** Opening GIVEN RECORDS block **
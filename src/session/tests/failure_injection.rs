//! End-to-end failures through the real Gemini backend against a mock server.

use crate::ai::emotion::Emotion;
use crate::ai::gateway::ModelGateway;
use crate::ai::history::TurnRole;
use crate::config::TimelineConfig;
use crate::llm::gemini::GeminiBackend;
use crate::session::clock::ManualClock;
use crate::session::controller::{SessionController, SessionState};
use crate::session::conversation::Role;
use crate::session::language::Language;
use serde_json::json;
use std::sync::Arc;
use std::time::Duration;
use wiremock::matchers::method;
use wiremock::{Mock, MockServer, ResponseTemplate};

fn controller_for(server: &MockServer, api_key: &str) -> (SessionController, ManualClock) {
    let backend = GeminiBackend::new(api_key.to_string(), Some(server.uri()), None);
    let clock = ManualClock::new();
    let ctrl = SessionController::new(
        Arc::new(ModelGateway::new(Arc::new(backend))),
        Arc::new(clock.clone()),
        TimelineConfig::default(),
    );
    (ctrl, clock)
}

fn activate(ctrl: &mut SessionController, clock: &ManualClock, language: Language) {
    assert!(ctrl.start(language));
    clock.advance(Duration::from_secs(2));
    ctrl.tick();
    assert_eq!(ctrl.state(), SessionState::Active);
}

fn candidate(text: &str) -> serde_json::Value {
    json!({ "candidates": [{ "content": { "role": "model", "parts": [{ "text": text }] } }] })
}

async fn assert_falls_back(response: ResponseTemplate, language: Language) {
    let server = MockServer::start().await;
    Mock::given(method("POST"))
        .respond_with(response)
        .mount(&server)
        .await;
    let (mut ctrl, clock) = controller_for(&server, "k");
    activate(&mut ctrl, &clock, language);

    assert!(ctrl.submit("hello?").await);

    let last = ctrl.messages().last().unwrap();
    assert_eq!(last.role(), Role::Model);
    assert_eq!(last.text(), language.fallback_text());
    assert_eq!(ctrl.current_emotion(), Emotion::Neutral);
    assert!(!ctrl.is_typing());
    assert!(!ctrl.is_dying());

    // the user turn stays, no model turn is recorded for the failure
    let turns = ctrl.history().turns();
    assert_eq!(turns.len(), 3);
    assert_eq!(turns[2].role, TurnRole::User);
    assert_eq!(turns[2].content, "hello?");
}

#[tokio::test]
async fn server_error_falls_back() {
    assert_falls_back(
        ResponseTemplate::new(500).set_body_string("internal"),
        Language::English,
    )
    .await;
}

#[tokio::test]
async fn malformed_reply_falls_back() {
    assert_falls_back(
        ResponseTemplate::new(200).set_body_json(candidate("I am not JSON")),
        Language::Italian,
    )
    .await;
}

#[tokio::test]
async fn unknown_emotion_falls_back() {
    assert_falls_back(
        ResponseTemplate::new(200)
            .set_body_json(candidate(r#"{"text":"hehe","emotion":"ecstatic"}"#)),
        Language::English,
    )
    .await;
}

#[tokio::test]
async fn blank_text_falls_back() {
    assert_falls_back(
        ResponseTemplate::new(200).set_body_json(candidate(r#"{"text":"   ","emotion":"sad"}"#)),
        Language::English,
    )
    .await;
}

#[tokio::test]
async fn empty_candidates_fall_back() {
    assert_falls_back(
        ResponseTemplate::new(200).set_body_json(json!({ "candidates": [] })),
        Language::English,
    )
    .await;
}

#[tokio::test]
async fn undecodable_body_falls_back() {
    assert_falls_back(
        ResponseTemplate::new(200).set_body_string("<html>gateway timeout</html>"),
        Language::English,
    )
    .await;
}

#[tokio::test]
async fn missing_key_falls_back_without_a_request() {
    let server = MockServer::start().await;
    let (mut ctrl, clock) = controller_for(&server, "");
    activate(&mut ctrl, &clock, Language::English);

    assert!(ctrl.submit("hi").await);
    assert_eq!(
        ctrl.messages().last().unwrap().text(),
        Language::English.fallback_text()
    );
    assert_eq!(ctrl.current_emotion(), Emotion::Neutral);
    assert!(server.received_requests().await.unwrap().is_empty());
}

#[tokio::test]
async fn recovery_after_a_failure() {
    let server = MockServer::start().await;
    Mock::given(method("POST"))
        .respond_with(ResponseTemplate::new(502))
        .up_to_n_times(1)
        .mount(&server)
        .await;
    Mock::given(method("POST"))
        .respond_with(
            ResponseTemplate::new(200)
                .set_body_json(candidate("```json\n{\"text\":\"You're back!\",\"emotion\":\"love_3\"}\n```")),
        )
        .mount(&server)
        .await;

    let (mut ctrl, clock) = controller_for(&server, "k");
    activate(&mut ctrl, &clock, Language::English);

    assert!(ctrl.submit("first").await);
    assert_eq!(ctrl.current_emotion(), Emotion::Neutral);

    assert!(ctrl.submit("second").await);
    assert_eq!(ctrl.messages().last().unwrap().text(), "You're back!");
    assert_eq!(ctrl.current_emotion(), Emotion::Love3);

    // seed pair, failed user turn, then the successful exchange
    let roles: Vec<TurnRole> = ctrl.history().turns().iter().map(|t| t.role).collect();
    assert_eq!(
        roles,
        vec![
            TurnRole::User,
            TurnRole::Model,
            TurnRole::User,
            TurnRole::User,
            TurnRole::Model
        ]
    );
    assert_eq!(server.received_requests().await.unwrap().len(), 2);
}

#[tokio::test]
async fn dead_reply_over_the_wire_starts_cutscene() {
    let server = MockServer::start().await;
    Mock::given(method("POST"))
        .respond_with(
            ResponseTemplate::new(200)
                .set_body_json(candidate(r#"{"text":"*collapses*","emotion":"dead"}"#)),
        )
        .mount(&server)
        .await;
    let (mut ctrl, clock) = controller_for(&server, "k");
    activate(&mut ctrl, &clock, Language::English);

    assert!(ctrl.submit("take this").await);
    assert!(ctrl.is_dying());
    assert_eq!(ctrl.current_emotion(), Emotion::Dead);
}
** Closing GIVEN RECORDS block **
| EXERCISE DIRECTIONS |
All lines in the listing above between the line with "let clock = ManualClock::new();" and the line with "async fn malformed_reply_falls_back()", inclusive, should be set down exactly, and no line outside that range.

| ANSWER FOR THE TASK |
    let clock = ManualClock::new();
    let ctrl = SessionController::new(
        Arc::new(ModelGateway::new(Arc::new(backend))),
        Arc::new(clock.clone()),
        TimelineConfig::default(),
    );
    (ctrl, clock)
}

fn activate(ctrl: &mut SessionController, clock: &ManualClock, language: Language) {
    assert!(ctrl.start(language));
    clock.advance(Duration::from_secs(2));
    ctrl.tick();
    assert_eq!(ctrl.state(), SessionState::Active);
}

fn candidate(text: &str) -> serde_json::Value {
    json!({ "candidates": [{ "content": { "role": "model", "parts": [{ "text": text }] } }] })
}

async fn assert_falls_back(response: ResponseTemplate, language: Language) {
    let server = MockServer::start().await;
    Mock::given(method("POST"))
        .respond_with(response)
        .mount(&server)
        .await;
    let (mut ctrl, clock) = controller_for(&server, "k");
    activate(&mut ctrl, &clock, language);

    assert!(ctrl.submit("hello?").await);

    let last = ctrl.messages().last().unwrap();
    assert_eq!(last.role(), Role::Model);
    assert_eq!(last.text(), language.fallback_text());
    assert_eq!(ctrl.current_emotion(), Emotion::Neutral);
    assert!(!ctrl.is_typing());
    assert!(!ctrl.is_dying());

    // the user turn stays, no model turn is recorded for the failure
    let turns = ctrl.history().turns();
    assert_eq!(turns.len(), 3);
    assert_eq!(turns[2].role, TurnRole::User);
    assert_eq!(turns[2].content, "hello?");
}

#[tokio::test]
async fn server_error_falls_back() {
    assert_falls_back(
        ResponseTemplate::new(500).set_body_string("internal"),
        Language::English,
    )
    .await;
}

#[tokio::test]
async fn malformed_reply_falls_back() {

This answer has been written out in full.